When general manager Ray Shero steps to the podium in Vancouver, he is going to announce Jack Hughes as the first-overall pick. Not just because Hughes is more marketable than Kaapo Kakko, or because Shero knows Hughes’ dad. It will be because Hughes is a better hockey player than Kakko and can be a game-changing talent at the NHL level.
Hughes is one of the most decorated prospects in NHL history. He holds the USNTDP record for career points and points per game. This year he broke Ovechkin’s record for career points at the IIHF U-18 tournament. And he came one point shy of breaking Nikita Kucherov’s single-tournament record for points. Hughes has performed exceptionally against every type of competition he has faced. Whether it was the USHL, NCAA, U-20, U-18, and grown men this year at the IIHF World Championship.
While Kakko has certainly raised some eyebrows through his awesome showing at the Worlds, there are still plenty of reasons to believe Hughes will be the more effective NHL superstar.
In today’s NHL speed kills. Everyone on an NHL roster has to be able to skate at a high level, from a team’s first-line center to their third-pairing defenseman.
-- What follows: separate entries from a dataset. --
pub const UPGRADE_1_TO_2_SQL: &str = r#"
--
-- Schema Upgrade: Version 1 -> 2
--
-- Version 1 cached hashes without recording which algorithm produced them.
-- This migration adds the hash_algorithm column; existing rows keep a NULL
-- algorithm and have it inferred from digest length when loaded.
--

-- Verify schema version is exactly 1
SELECT 1 / (CASE WHEN (SELECT value FROM meta WHERE key = 'schema_version') = '1' THEN 1 ELSE 0 END);

ALTER TABLE file_hashes ADD COLUMN hash_algorithm TEXT;

-- Update schema version
UPDATE meta SET value = '2' WHERE key = 'schema_version';
"#;
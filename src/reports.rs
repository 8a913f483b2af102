use std::fmt::Write as FmtWrite;
use std::fs::OpenOptions;
use std::io::Write as IoWrite;
use std::path::PathBuf;

use log::info;
use rusqlite::{params, OptionalExtension};

use crate::database::Database;
use crate::error::OrphanSweepError;

/// Outbound boundary for finished reports. Implementations know a
/// destination, nothing about the data model.
pub trait Notifier {
    fn notify(&mut self, report: &str) -> Result<(), OrphanSweepError>;
}

/// Writes the report through the logger, one line at a time.
pub struct LogNotifier;

impl Notifier for LogNotifier {
    fn notify(&mut self, report: &str) -> Result<(), OrphanSweepError> {
        for line in report.lines() {
            info!("{}", line);
        }
        Ok(())
    }
}

/// Appends reports to a file.
pub struct FileNotifier {
    path: PathBuf,
}

impl FileNotifier {
    pub fn new(path: PathBuf) -> Self {
        FileNotifier { path }
    }
}

impl Notifier for FileNotifier {
    fn notify(&mut self, report: &str) -> Result<(), OrphanSweepError> {
        let mut file = OpenOptions::new()
            .create(true)
            .append(true)
            .open(&self.path)?;
        writeln!(file, "{}", report)?;
        Ok(())
    }
}

struct ReportRow {
    path: String,
    label: Option<String>,
    size_human: String,
    source: String,
    consecutive_scans: i64,
}

const SOURCE_TITLES: [(&str, &str); 3] = [
    ("local_torrent_folder", "Orphaned in torrent folder"),
    ("torrents", "Only in torrents"),
    ("media", "Only in media"),
];

/// Format the latest scan's report. Returns `None` when no scan has run
/// yet. Only active rows flagged for reporting appear.
pub fn latest_scan_report(db: &Database) -> Result<Option<String>, OrphanSweepError> {
    scan_report(db, None)
}

/// Format one scan's report, the latest when `scan_id` is `None`.
pub fn scan_report(db: &Database, scan_id: Option<i64>) -> Result<Option<String>, OrphanSweepError> {
    let header: Option<(i64, String, String, String, String)> = db
        .conn()
        .query_row(
            "SELECT id, host, base_path, scan_start, scan_end
             FROM scan_results
             WHERE id = COALESCE(?, (SELECT MAX(id) FROM scan_results))",
            params![scan_id],
            |row| {
                Ok((
                    row.get(0)?,
                    row.get(1)?,
                    row.get(2)?,
                    row.get(3)?,
                    row.get(4)?,
                ))
            },
        )
        .optional()?;

    let (scan_id, host, base_path, scan_start, scan_end) = match header {
        Some(header) => header,
        None => return Ok(None),
    };

    let mut rows: Vec<ReportRow> = Vec::new();
    {
        let mut stmt = db.conn().prepare(
            "SELECT of.path, of.label, of.size_human, fsh.source, of.consecutive_scans
             FROM file_scan_history fsh
             JOIN orphaned_files of ON fsh.file_id = of.id
             WHERE fsh.scan_id = ?
               AND of.status = 'active' AND of.include_in_report = 1
             ORDER BY fsh.source, of.size DESC, of.path",
        )?;
        let mapped = stmt.query_map(params![scan_id], |row| {
            Ok(ReportRow {
                path: row.get(0)?,
                label: row.get(1)?,
                size_human: row.get(2)?,
                source: row.get(3)?,
                consecutive_scans: row.get(4)?,
            })
        })?;
        for row in mapped {
            rows.push(row?);
        }
    }

    let mut report = String::new();
    let _ = writeln!(
        report,
        "Scan #{} on {} ({})\n  started  {}\n  finished {}",
        scan_id, host, base_path, scan_start, scan_end
    );

    for (source, title) in SOURCE_TITLES {
        let section: Vec<&ReportRow> = rows.iter().filter(|r| r.source == source).collect();
        let _ = writeln!(report, "\n{} ({} files):", title, section.len());
        for row in &section {
            match &row.label {
                Some(label) if !label.is_empty() => {
                    let _ = writeln!(
                        report,
                        "  {} ({}) [{}] seen {}x",
                        row.path, row.size_human, label, row.consecutive_scans
                    );
                }
                _ => {
                    let _ = writeln!(
                        report,
                        "  {} ({}) seen {}x",
                        row.path, row.size_human, row.consecutive_scans
                    );
                }
            }
        }
    }

    Ok(Some(report))
}

/// Format the `count` most recent scans with per-source counts.
pub fn scan_history(db: &Database, count: usize) -> Result<String, OrphanSweepError> {
    let mut history = String::new();
    let mut stmt = db.conn().prepare(
        "SELECT sr.id, sr.scan_start, sr.scan_end,
                SUM(CASE WHEN fsh.source = 'local_torrent_folder' THEN 1 ELSE 0 END),
                SUM(CASE WHEN fsh.source = 'torrents' THEN 1 ELSE 0 END),
                SUM(CASE WHEN fsh.source = 'media' THEN 1 ELSE 0 END)
         FROM scan_results sr
         LEFT JOIN file_scan_history fsh ON fsh.scan_id = sr.id
         GROUP BY sr.id
         ORDER BY sr.id DESC
         LIMIT ?",
    )?;
    let rows = stmt.query_map(params![count as i64], |row| {
        Ok((
            row.get::<_, i64>(0)?,
            row.get::<_, String>(1)?,
            row.get::<_, String>(2)?,
            row.get::<_, i64>(3)?,
            row.get::<_, i64>(4)?,
            row.get::<_, i64>(5)?,
        ))
    })?;

    let _ = writeln!(
        history,
        "{:>6}  {:<19}  {:<19}  {:>8}  {:>8}  {:>6}",
        "scan", "start", "end", "orphaned", "torrents", "media"
    );
    for row in rows {
        let (id, start, end, orphaned, torrents, media) = row?;
        let _ = writeln!(
            history,
            "{:>6}  {:<19}  {:<19}  {:>8}  {:>8}  {:>6}",
            id, start, end, orphaned, torrents, media
        );
    }
    Ok(history)
}

/// Format pending actions for operator review.
pub fn pending_actions_report(db: &Database) -> Result<String, OrphanSweepError> {
    let mut report = String::new();
    let mut stmt = db.conn().prepare(
        "SELECT id, proposed_action, file_path, size_human, current_label,
                action_due_at, status, processing_notes
         FROM pending_actions
         WHERE status IN ('pending', 'ready', 'failed')
         ORDER BY action_due_at",
    )?;
    let rows = stmt.query_map([], |row| {
        Ok((
            row.get::<_, i64>(0)?,
            row.get::<_, String>(1)?,
            row.get::<_, String>(2)?,
            row.get::<_, String>(3)?,
            row.get::<_, Option<String>>(4)?,
            row.get::<_, String>(5)?,
            row.get::<_, String>(6)?,
            row.get::<_, Option<String>>(7)?,
        ))
    })?;

    let mut total = 0usize;
    for row in rows {
        let (id, action, path, size_human, label, due_at, status, notes) = row?;
        total += 1;
        let _ = writeln!(
            report,
            "#{} {} {} ({}) label={} due={} status={}{}",
            id,
            action,
            path,
            size_human,
            label.as_deref().unwrap_or("-"),
            due_at,
            status,
            notes.map(|n| format!(" [{}]", n)).unwrap_or_default()
        );
    }
    if total == 0 {
        report.push_str("No open pending actions.\n");
    }
    Ok(report)
}

#[cfg(test)]
mod tests {
    use super::*;
    use crate::compare::{CompareEntry, CompareOutcome};
    use crate::config::RetentionConfig;
    use crate::orphans::save_scan_results;
    use pretty_assertions::assert_eq;

    fn seeded_db() -> Database {
        let mut db = Database::open_in_memory().unwrap();
        db.ensure_views(
            &RetentionConfig {
                consecutive_scans_threshold: 3,
                days_threshold: 2,
                relabel_delay_days: 1,
            },
            "othercat",
        )
        .unwrap();

        let outcome = CompareOutcome {
            orphaned_in_torrent_folder: vec![CompareEntry {
                path: "orphan.mkv".to_string(),
                hash: "aaaaaaaaaaaaaaaa".to_string(),
                size: 200_000_000,
                label: String::new(),
                torrent_id: None,
            }],
            only_in_torrents: vec![
                CompareEntry {
                    path: "torrent.mkv".to_string(),
                    hash: "bbbbbbbbbbbbbbbb".to_string(),
                    size: 300_000_000,
                    label: "movies".to_string(),
                    torrent_id: Some("t1".to_string()),
                },
                // Tracked but below the reporting floor.
                CompareEntry {
                    path: "small.mkv".to_string(),
                    hash: "cccccccccccccccc".to_string(),
                    size: 5_000_000,
                    label: "movies".to_string(),
                    torrent_id: Some("t2".to_string()),
                },
            ],
            only_in_media: vec![],
        };
        save_scan_results(
            &mut db,
            "host",
            "/t",
            "2026-08-30 10:00:00",
            "2026-08-30 10:05:00",
            &outcome,
        )
        .unwrap();
        db
    }

    #[test]
    fn test_report_empty_database() {
        let db = Database::open_in_memory().unwrap();
        assert!(latest_scan_report(&db).unwrap().is_none());
    }

    #[test]
    fn test_report_includes_flagged_rows_only() {
        let db = seeded_db();
        let report = latest_scan_report(&db).unwrap().unwrap();
        assert!(report.contains("Scan #1"));
        assert!(report.contains("orphan.mkv"));
        assert!(report.contains("torrent.mkv"));
        assert!(report.contains("[movies]"));
        // Below the size floor, excluded from the report.
        assert!(!report.contains("small.mkv"));
    }

    #[test]
    fn test_report_by_explicit_scan_id() {
        let db = seeded_db();
        let by_id = scan_report(&db, Some(1)).unwrap().unwrap();
        let latest = latest_scan_report(&db).unwrap().unwrap();
        assert_eq!(by_id, latest);
        assert!(scan_report(&db, Some(99)).unwrap().is_none());
    }

    #[test]
    fn test_history_counts_per_source() {
        let db = seeded_db();
        let history = scan_history(&db, 10).unwrap();
        let data_line = history.lines().nth(1).unwrap();
        let fields: Vec<&str> = data_line.split_whitespace().collect();
        assert_eq!(fields[0], "1");
        // One orphaned, two torrent-side (reporting floor does not affect
        // history), zero media.
        assert_eq!(fields[3], "1");
        assert_eq!(fields[4], "2");
        assert_eq!(fields[5], "0");
    }

    #[test]
    fn test_file_notifier_appends() {
        let dir = tempfile::TempDir::new().unwrap();
        let path = dir.path().join("report.txt");
        let mut notifier = FileNotifier::new(path.clone());
        notifier.notify("first").unwrap();
        notifier.notify("second").unwrap();
        let contents = std::fs::read_to_string(&path).unwrap();
        assert_eq!(contents, "first\nsecond\n");
    }
}
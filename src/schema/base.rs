pub const CREATE_SCHEMA_SQL: &str = r#"
BEGIN TRANSACTION;

CREATE TABLE IF NOT EXISTS meta (
    key TEXT PRIMARY KEY,
    value TEXT NOT NULL
);

INSERT OR REPLACE INTO meta (key, value) VALUES ('schema_version', '2');

-- Cached content hashes, keyed by scanned folder + relative path
CREATE TABLE IF NOT EXISTS file_hashes (
    file_hash TEXT NOT NULL,
    hash_algorithm TEXT,               -- 'xxh64' or 'md5'; NULL rows predate the algorithm column
    folder_path TEXT NOT NULL,
    relative_path TEXT NOT NULL,
    mtime REAL NOT NULL,
    file_size INTEGER NOT NULL,
    PRIMARY KEY (folder_path, relative_path)
);

CREATE INDEX IF NOT EXISTS idx_file_hashes_folder_path ON file_hashes (folder_path);

-- One row per reconciliation run
CREATE TABLE IF NOT EXISTS scan_results (
    id INTEGER PRIMARY KEY AUTOINCREMENT,
    host TEXT NOT NULL,
    base_path TEXT NOT NULL,
    scan_start TEXT NOT NULL,
    scan_end TEXT NOT NULL,
    created_at TIMESTAMP DEFAULT CURRENT_TIMESTAMP
);

-- Lifecycle entity, unique per (path, source)
CREATE TABLE IF NOT EXISTS orphaned_files (
    id INTEGER PRIMARY KEY AUTOINCREMENT,
    file_hash TEXT NOT NULL,
    path TEXT NOT NULL,
    source TEXT NOT NULL,              -- 'local_torrent_folder', 'torrents', or 'media'
    torrent_id TEXT,                   -- daemon torrent ID, only for source 'torrents'
    label TEXT,                        -- NULL for files not from torrents
    size INTEGER NOT NULL,
    size_human TEXT NOT NULL,
    first_seen_at TIMESTAMP NOT NULL,
    last_seen_at TIMESTAMP NOT NULL,
    consecutive_scans INTEGER NOT NULL DEFAULT 1,
    status TEXT NOT NULL DEFAULT 'active',  -- 'active', 'marked_for_deletion', 'deleted', 'inactive'
    deletion_date TIMESTAMP,
    include_in_report BOOLEAN NOT NULL DEFAULT 1,
    UNIQUE (path, source)
);

CREATE INDEX IF NOT EXISTS idx_orphaned_files_source_status ON orphaned_files (source, status);

-- Append-only join linking each scan to the files it (re-)confirmed
CREATE TABLE IF NOT EXISTS file_scan_history (
    id INTEGER PRIMARY KEY AUTOINCREMENT,
    scan_id INTEGER NOT NULL,
    file_id INTEGER NOT NULL,
    source TEXT NOT NULL,
    FOREIGN KEY (scan_id) REFERENCES scan_results(id),
    FOREIGN KEY (file_id) REFERENCES orphaned_files(id)
);

CREATE INDEX IF NOT EXISTS idx_fsh_scan_id ON file_scan_history (scan_id);
CREATE INDEX IF NOT EXISTS idx_fsh_file_id ON file_scan_history (file_id);

-- Deferred operations (delete / relabel / manual review)
CREATE TABLE IF NOT EXISTS pending_actions (
    id INTEGER PRIMARY KEY AUTOINCREMENT,
    orphaned_file_id INTEGER,
    torrent_id TEXT,
    file_path TEXT NOT NULL,
    current_label TEXT,
    proposed_action TEXT NOT NULL,     -- 'delete', 'relabel', or 'manual_review'
    action_details TEXT,               -- free text, e.g. target label for relabel
    size_human TEXT NOT NULL,
    source TEXT,
    file_size INTEGER,
    scan_id_identified INTEGER NOT NULL,
    identified_at TIMESTAMP DEFAULT CURRENT_TIMESTAMP,
    action_due_at TIMESTAMP NOT NULL,
    status TEXT NOT NULL DEFAULT 'pending',  -- 'pending', 'ready', 'completed', 'cancelled', 'failed'
    scan_id_processed INTEGER,
    processed_at TIMESTAMP,
    processing_notes TEXT
);

CREATE INDEX IF NOT EXISTS idx_pending_actions_status ON pending_actions (status);
CREATE INDEX IF NOT EXISTS idx_pending_actions_action_due_at ON pending_actions (action_due_at);
CREATE INDEX IF NOT EXISTS idx_pending_actions_orphaned_file_id ON pending_actions (orphaned_file_id);
CREATE INDEX IF NOT EXISTS idx_pending_actions_scan_id_identified ON pending_actions (scan_id_identified);

COMMIT;
"#;
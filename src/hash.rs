use std::{
    fs::File,
    hash::Hasher,
    io::{BufReader, Read},
    path::Path,
};

use hex::encode;
use indicatif::ProgressBar;
use md5::{Digest, Md5};
use serde::{Deserialize, Serialize};
use twox_hash::XxHash64;

use crate::error::OrphanSweepError;

/// Files are read in fixed-size chunks so memory stays bounded
/// regardless of file size.
const CHUNK_SIZE: usize = 1024 * 1024;

/// Content hash algorithm. Xxh64 is used for all new hashes; Md5 digests
/// remain from before the upgrade and are recognized by length alone.
#[derive(Debug, Copy, Clone, PartialEq, Eq, Serialize, Deserialize)]
#[serde(rename_all = "lowercase")]
pub enum HashAlgorithm {
    Xxh64,
    Md5,
}

impl HashAlgorithm {
    pub fn as_str(&self) -> &'static str {
        match self {
            HashAlgorithm::Xxh64 => "xxh64",
            HashAlgorithm::Md5 => "md5",
        }
    }

    pub fn from_str(s: &str) -> Option<Self> {
        match s.to_ascii_lowercase().as_str() {
            "xxh64" => Some(HashAlgorithm::Xxh64),
            "md5" => Some(HashAlgorithm::Md5),
            _ => None,
        }
    }

    /// Expected hex digest length for this algorithm.
    pub fn digest_len(&self) -> usize {
        match self {
            HashAlgorithm::Xxh64 => 16,
            HashAlgorithm::Md5 => 32,
        }
    }

    /// Infer the algorithm from a digest's length. Digest lengths are
    /// disjoint between the two algorithms, so this is deterministic.
    pub fn infer(digest: &str) -> Result<Self, OrphanSweepError> {
        match digest.len() {
            16 => Ok(HashAlgorithm::Xxh64),
            32 => Ok(HashAlgorithm::Md5),
            len => Err(OrphanSweepError::UnknownHashLength(len)),
        }
    }
}

impl std::fmt::Display for HashAlgorithm {
    fn fmt(&self, f: &mut std::fmt::Formatter<'_>) -> std::fmt::Result {
        write!(f, "{}", self.as_str())
    }
}

pub struct Hash;

impl Hash {
    /// Compute the content digest of a file with the given algorithm.
    ///
    /// I/O failures (permission denied, file vanished mid-read) propagate
    /// as `IoError`; callers skip the file rather than aborting the scan.
    pub fn compute(
        path: &Path,
        algorithm: HashAlgorithm,
        hash_prog: Option<&ProgressBar>,
    ) -> Result<String, OrphanSweepError> {
        let f = File::open(path)?;
        let len = f.metadata()?.len();

        if let Some(prog) = hash_prog {
            prog.set_length(len);
        }

        let mut reader = BufReader::new(f);
        let mut buffer = vec![0u8; CHUNK_SIZE];

        let digest = match algorithm {
            HashAlgorithm::Xxh64 => {
                let mut hasher = XxHash64::with_seed(0);
                loop {
                    let bytes_read = reader.read(&mut buffer)?;
                    if bytes_read == 0 {
                        break;
                    }
                    hasher.write(&buffer[..bytes_read]);
                    if let Some(prog) = hash_prog {
                        prog.inc(bytes_read as u64);
                    }
                }
                format!("{:016x}", hasher.finish())
            }
            HashAlgorithm::Md5 => {
                let mut hasher = Md5::new();
                loop {
                    let bytes_read = reader.read(&mut buffer)?;
                    if bytes_read == 0 {
                        break;
                    }
                    hasher.update(&buffer[..bytes_read]);
                    if let Some(prog) = hash_prog {
                        prog.inc(bytes_read as u64);
                    }
                }
                encode(hasher.finalize())
            }
        };

        Self::validate(&digest, algorithm)?;
        Ok(digest)
    }

    /// Reject digests whose length does not match their claimed algorithm.
    /// Cache rows failing this check are never trusted.
    pub fn validate(digest: &str, algorithm: HashAlgorithm) -> Result<(), OrphanSweepError> {
        let expected = algorithm.digest_len();
        if digest.len() != expected {
            return Err(OrphanSweepError::DigestMismatch {
                algorithm: algorithm.as_str(),
                got: digest.len(),
                expected,
            });
        }
        Ok(())
    }
}

#[cfg(test)]
mod tests {
    use super::*;
    use std::io::Write as IoWrite;
    use tempfile::NamedTempFile;

    #[test]
    fn test_infer_algorithm_from_length() {
        assert_eq!(
            HashAlgorithm::infer("0123456789abcdef").unwrap(),
            HashAlgorithm::Xxh64
        );
        assert_eq!(
            HashAlgorithm::infer("900150983cd24fb0d6963f7d28e17f72").unwrap(),
            HashAlgorithm::Md5
        );
        assert!(matches!(
            HashAlgorithm::infer("abcd"),
            Err(OrphanSweepError::UnknownHashLength(4))
        ));
        assert!(HashAlgorithm::infer("").is_err());
    }

    #[test]
    fn test_validate_digest_lengths() {
        assert!(Hash::validate("0123456789abcdef", HashAlgorithm::Xxh64).is_ok());
        assert!(Hash::validate("0123456789abcdef", HashAlgorithm::Md5).is_err());
        assert!(Hash::validate("900150983cd24fb0d6963f7d28e17f72", HashAlgorithm::Md5).is_ok());
    }

    #[test]
    fn test_md5_known_digest() {
        let mut f = NamedTempFile::new().unwrap();
        f.write_all(b"abc").unwrap();
        let digest = Hash::compute(f.path(), HashAlgorithm::Md5, None).unwrap();
        assert_eq!(digest, "900150983cd24fb0d6963f7d28e17f72");
    }

    #[test]
    fn test_xxh64_digest_shape_and_stability() {
        let mut f = NamedTempFile::new().unwrap();
        f.write_all(b"some torrent payload").unwrap();
        let first = Hash::compute(f.path(), HashAlgorithm::Xxh64, None).unwrap();
        let second = Hash::compute(f.path(), HashAlgorithm::Xxh64, None).unwrap();
        assert_eq!(first.len(), 16);
        assert_eq!(first, second);

        let mut g = NamedTempFile::new().unwrap();
        g.write_all(b"different payload").unwrap();
        let other = Hash::compute(g.path(), HashAlgorithm::Xxh64, None).unwrap();
        assert_ne!(first, other);
    }

    #[test]
    fn test_compute_missing_file_is_io_error() {
        let result = Hash::compute(
            Path::new("/nonexistent/orphansweep-test"),
            HashAlgorithm::Xxh64,
            None,
        );
        assert!(matches!(result, Err(OrphanSweepError::IoError(_))));
    }
}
There is no room for players who can’t get themselves up and down the ice.
Hughes in a straight line may not be the fastest player in this draft class. However, there isn’t a player in this class who can handle the puck like Hughes does at the speed he skates. We have seen Connor McDavid dominate the NHL with his ability to handle the puck while flying up the ice. Hughes may not be at that level, but he has the necessary tools to maybe one day get there.
What Hughes can do is completely change the way an opponent defends against his line. He will push defenders back on their heels with his speed. In the modern NHL, controlled zone entries and exits are at a premium. When people discuss why Hughes should go first overall, it is easy to point to his gaudy point totals and elite skating. What really will set Hughes apart from the pack is his ability to transition the puck from defense to offense almost seamlessly.
This isn’t to say that Hughes doesn’t also possess
However, there are some knocks on Hughes game that should be stated as well. He lacks physically maturity, and he can often be neutralized by some physical play. His answer for this is his agility and I.Q. that help him avoid situations where guys can crunch him against the boards.
I think there is one string of plays that perfectly encapsulates why fans shouldn’t be worried about his physicality. In the third period of the quarterfinal against Russia (the #1 seed in the tournament) Hughes was slammed face first into the ice by Nikita Zadorov. His chin was cut open and he slowly went to the bench.
Hughes didn’t miss a shift, and two shifts later, he stole the puck from Mikhail Sergachev and hit Noah Hanifin with a perfect pass to bring the U.S within a goal of tying the game. If that isn’t a gamer then what is?
Many point to Hughes’ defensive game as a weakness as well. While he will struggle to push people out of the front of the net, he can certainly provide defensive value elsewhere. The most effective defensive play in all of hockey is a controlled zone exit. As stated above, Hughes is the best player in his class at transitioning the puck up the ice. His greatest defensive ability is not allowing for the puck to be in the defensive zone all that long.
The Devils haven’t drafted an offensive talent like Hughes since Zach Parise. Though having a physical monster along the boards like Kakko can be enticing, dynamic playmakers like Hughes are just not available anywhere besides the first-overall pick. Hughes has, and will always be,the right move.